15.00 - TransUnicodeToUTF8 - Teradata Database

Teradata Database SQL Functions, Operators, Expressions, and Predicates

Product
Teradata Database
Release Number
15.00
Content Type
Programming Reference
Publication ID
B035-1145-015K
Language
English (United States)
Last Update
2018-09-24

TransUnicodeToUTF8

Purpose  

Compress the specified Unicode character data into UTF8 format.

Syntax  

where:

 

Syntax element…

Specifies…

TD_SYSFNLIB

the name of the database where the function is located.

Unicode_string

a Unicode character string or string expression.

Note: This function takes no arguments when used as part of the COMPRESS USING or DECOMPRESS USING phrases. For more information about the COMPRESS/DECOMPRESS phrase, see SQL Data Types and Literals.

ANSI Compliance

This is a Teradata extension to the ANSI SQL:2011 standard.

Argument Type and Rules

Expressions passed to this function must have a data type of VARCHAR(n) CHARACTER SET UNICODE, where the maximum supported size (n) is 32000. You can also pass arguments with data types that can be converted to VARCHAR(32000) CHARACTER SET UNICODE using the implicit data type conversion rules that apply to UDFs. For example, TransUnicodeToUTF8(CHAR) is allowed because it can be implicitly converted to TransUnicodeToUTF8(VARCHAR).

Note: The UDF implicit type conversion rules are more restrictive than the implicit type conversion rules normally used by Teradata Database. If an argument cannot be converted to VARCHAR following the UDF implicit conversion rules, it must be explicitly cast.

For details, see “Compatible Types” in SQL External Routine Programming.

The input to this function must be Unicode character data.

If you specify NULL as input, the function returns NULL.

Result Type

The result data type is VARBYTE(64000).

Usage Notes

TransUnicodeToUTF8 compresses the specified Unicode character data into UTF8 format, and returns the compressed result. This is useful when the input data is predominantly Latin characters because UTF8 uses one byte to represent Latin characters and Unicode uses 2 bytes.

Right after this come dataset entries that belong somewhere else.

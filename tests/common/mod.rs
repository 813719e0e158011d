#![allow(dead_code)]

use std::cell::{Cell, RefCell};
use std::convert::Infallible;
use std::rc::Rc;

use embassy_time::Instant;
use embedded_hal::digital::{ErrorType, InputPin};
use midi_panel::AnalogSource;

pub fn at(ms: u64) -> Instant {
    Instant::from_millis(ms)
}

/// Input pin whose level the test flips through a shared handle.
#[derive(Clone, Default)]
pub struct FakePin {
    level: Rc<Cell<bool>>,
}

impl FakePin {
    pub fn new(level: bool) -> Self {
        Self {
            level: Rc::new(Cell::new(level)),
        }
    }

    pub fn set(&self, level: bool) {
        self.level.set(level);
    }
}

impl ErrorType for FakePin {
    type Error = Infallible;
}

impl InputPin for FakePin {
    fn is_high(&mut self) -> Result<bool, Self::Error> {
        Ok(self.level.get())
    }

    fn is_low(&mut self) -> Result<bool, Self::Error> {
        Ok(!self.level.get())
    }
}

#[derive(Debug, Clone, Copy, PartialEq, Eq)]
pub struct PinFault;

impl embedded_hal::digital::Error for PinFault {
    fn kind(&self) -> embedded_hal::digital::ErrorKind {
        embedded_hal::digital::ErrorKind::Other
    }
}

/// Pin that fails every read.
pub struct BrokenPin;

impl ErrorType for BrokenPin {
    type Error = PinFault;
}

impl InputPin for BrokenPin {
    fn is_high(&mut self) -> Result<bool, Self::Error> {
        Err(PinFault)
    }

    fn is_low(&mut self) -> Result<bool, Self::Error> {
        Err(PinFault)
    }
}

#[derive(Debug, Clone, Copy, PartialEq, Eq)]
pub struct AdcFault {
    pub pin: u8,
}

/// ADC returning whatever the test stored per pin, counting reads.
#[derive(Clone, Default)]
pub struct FakeAdc {
    samples: Rc<RefCell<[u16; 8]>>,
    reads: Rc<RefCell<[u32; 8]>>,
    broken: Rc<Cell<Option<u8>>>,
}

impl FakeAdc {
    pub fn set(&self, pin: u8, value: u16) {
        self.samples.borrow_mut()[pin as usize] = value;
    }

    pub fn reads(&self, pin: u8) -> u32 {
        self.reads.borrow()[pin as usize]
    }

    pub fn break_pin(&self, pin: u8) {
        self.broken.set(Some(pin));
    }
}

impl AnalogSource for FakeAdc {
    type Sample = u16;
    type Error = AdcFault;

    fn read(&mut self, pin: u8) -> Result<u16, AdcFault> {
        if self.broken.get() == Some(pin) {
            return Err(AdcFault { pin });
        }
        self.reads.borrow_mut()[pin as usize] += 1;
        Ok(self.samples.borrow()[pin as usize])
    }
}
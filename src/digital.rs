//! Digital input channels: a pin plus its debouncer.

use embassy_time::{Duration, Instant};
use embedded_hal::digital::InputPin;

use crate::config::{ConfigError, DEBOUNCE_WINDOW, PanelConfig};
use crate::debounce::{DebounceState, Debouncer};

/// What the panel does when a button is pressed.
#[derive(Debug, Clone, Copy, PartialEq, Eq, Default)]
#[cfg_attr(feature = "defmt", derive(defmt::Format))]
pub enum ButtonAction {
    #[default]
    None,
    /// Return the analog channel at this index to zero
    ResetAnalog(usize),
    /// Advance the active multiplexer selector, wrapping around
    CycleMultiplexer,
}

/// Static description of one button or switch.
#[derive(Debug, Clone, Copy, PartialEq)]
#[cfg_attr(feature = "defmt", derive(defmt::Format))]
pub struct DigitalSpec {
    pub name: &'static str,
    pub pin: u8,
    pub debounce_window: Duration,
    /// Pressed reads low (pull-up wiring)
    pub active_low: bool,
    /// Note sent on press/release, if any
    pub note: Option<u8>,
    pub action: ButtonAction,
}

impl DigitalSpec {
    /// Pull-up wired button with the default debounce window and no action.
    pub const fn new(name: &'static str, pin: u8) -> Self {
        Self {
            name,
            pin,
            debounce_window: DEBOUNCE_WINDOW,
            active_low: true,
            note: None,
            action: ButtonAction::None,
        }
    }

    pub const fn debounce_window(mut self, window: Duration) -> Self {
        self.debounce_window = window;
        self
    }

    pub const fn active_low(mut self, active_low: bool) -> Self {
        self.active_low = active_low;
        self
    }

    pub const fn note(mut self, note: u8) -> Self {
        self.note = Some(note);
        self
    }

    pub const fn action(mut self, action: ButtonAction) -> Self {
        self.action = action;
        self
    }

    /// Whether `level` counts as pressed for this wiring.
    pub const fn is_pressed(&self, level: bool) -> bool {
        level != self.active_low
    }

    pub fn validate(&self, panel: &PanelConfig) -> Result<(), ConfigError> {
        if self.pin >= panel.digital_pins {
            return Err(ConfigError::DigitalPinOutOfRange { pin: self.pin });
        }

        if let Some(note) = self.note {
            if note > 127 {
                return Err(ConfigError::InvalidNote { note });
            }
        }

        Ok(())
    }
}

/// Runtime state of one digital input.
pub struct DigitalChannel<P> {
    spec: DigitalSpec,
    pin: P,
    debouncer: Debouncer,
}

impl<P: InputPin> DigitalChannel<P> {
    /// Both the raw and debounced level start low.
    pub fn new(spec: DigitalSpec, pin: P) -> Self {
        Self {
            spec,
            pin,
            debouncer: Debouncer::new(spec.debounce_window),
        }
    }

    /// Start from the released level so an idle button reports nothing at boot.
    pub fn released(spec: DigitalSpec, pin: P) -> Self {
        Self {
            spec,
            pin,
            debouncer: Debouncer::with_level(spec.debounce_window, spec.active_low),
        }
    }

    pub fn spec(&self) -> &DigitalSpec {
        &self.spec
    }

    /// Read the pin once and feed the debouncer.
    ///
    /// Returns the new debounced level when a transition is accepted.
    pub fn poll(&mut self, now: Instant) -> Result<Option<bool>, P::Error> {
        let reading = self.pin.is_high()?;
        Ok(self.debouncer.update(reading, now))
    }

    pub fn level(&self) -> bool {
        self.debouncer.debounced()
    }

    pub fn is_pressed(&self) -> bool {
        self.spec.is_pressed(self.debouncer.debounced())
    }

    pub fn state(&self) -> DebounceState {
        self.debouncer.state()
    }

    pub fn release(self) -> P {
        self.pin
    }
}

TransUnicodeToUTF8 provides good compression for Unicode strings of any length and is best used:

  • On a Unicode column that contains mostly US-ASCII characters
  • When the data frequently switches between:
  • Uppercase and lowercase letters
  • Digits and letters
  • Latin and non-Latin characters
  • When the data is very dynamic (under frequent update)
  • For a detailed comparison between the Teradata-supplied compression functions and guidelines for choosing a compression function, see Database Administration.

    Although you can call the function directly, TransUnicodeToUTF8 is normally used with algorithmic compression (ALC) to compress table columns. If TransUnicodeToUTF8 is used with ALC, nulls are also compressed if those columns are nullable.

    For more information about ALC, see “COMPRESS and DECOMPRESS Phrases” in SQL Data Types and Literals.

    Restrictions

    TransUnicodeToUTF8 can only compress character values in the 7-bit ASCII character range, from U+0000 to U+007F, also known as US-ASCII.

    Uncompressing Data Compressed with TransUnicodeToUTF8

    To uncompress Unicode data that was compressed using TransUnicodeToUTF8, use the TransUTF8ToUnicode function. See “TransUTF8ToUnicode” on page 556.

    Example  

    In this example, assume that the default server character set is UNICODE. The values of the Description column are compressed using the TransUnicodeToUTF8 function with ALC, which stores the Unicode input in UTF8 format. The TransUTF8ToUnicode function uncompresses the previously compressed values.

       CREATE TABLE Pendants
          (ItemNo INTEGER, 
           Gem CHAR(10) UPPERCASE,
           Description VARCHAR(1000)
              COMPRESS USING TD_SYSFNLIB.TransUnicodeToUTF8
              DECOMPRESS USING TD_SYSFNLIB.TransUTF8ToUnicode);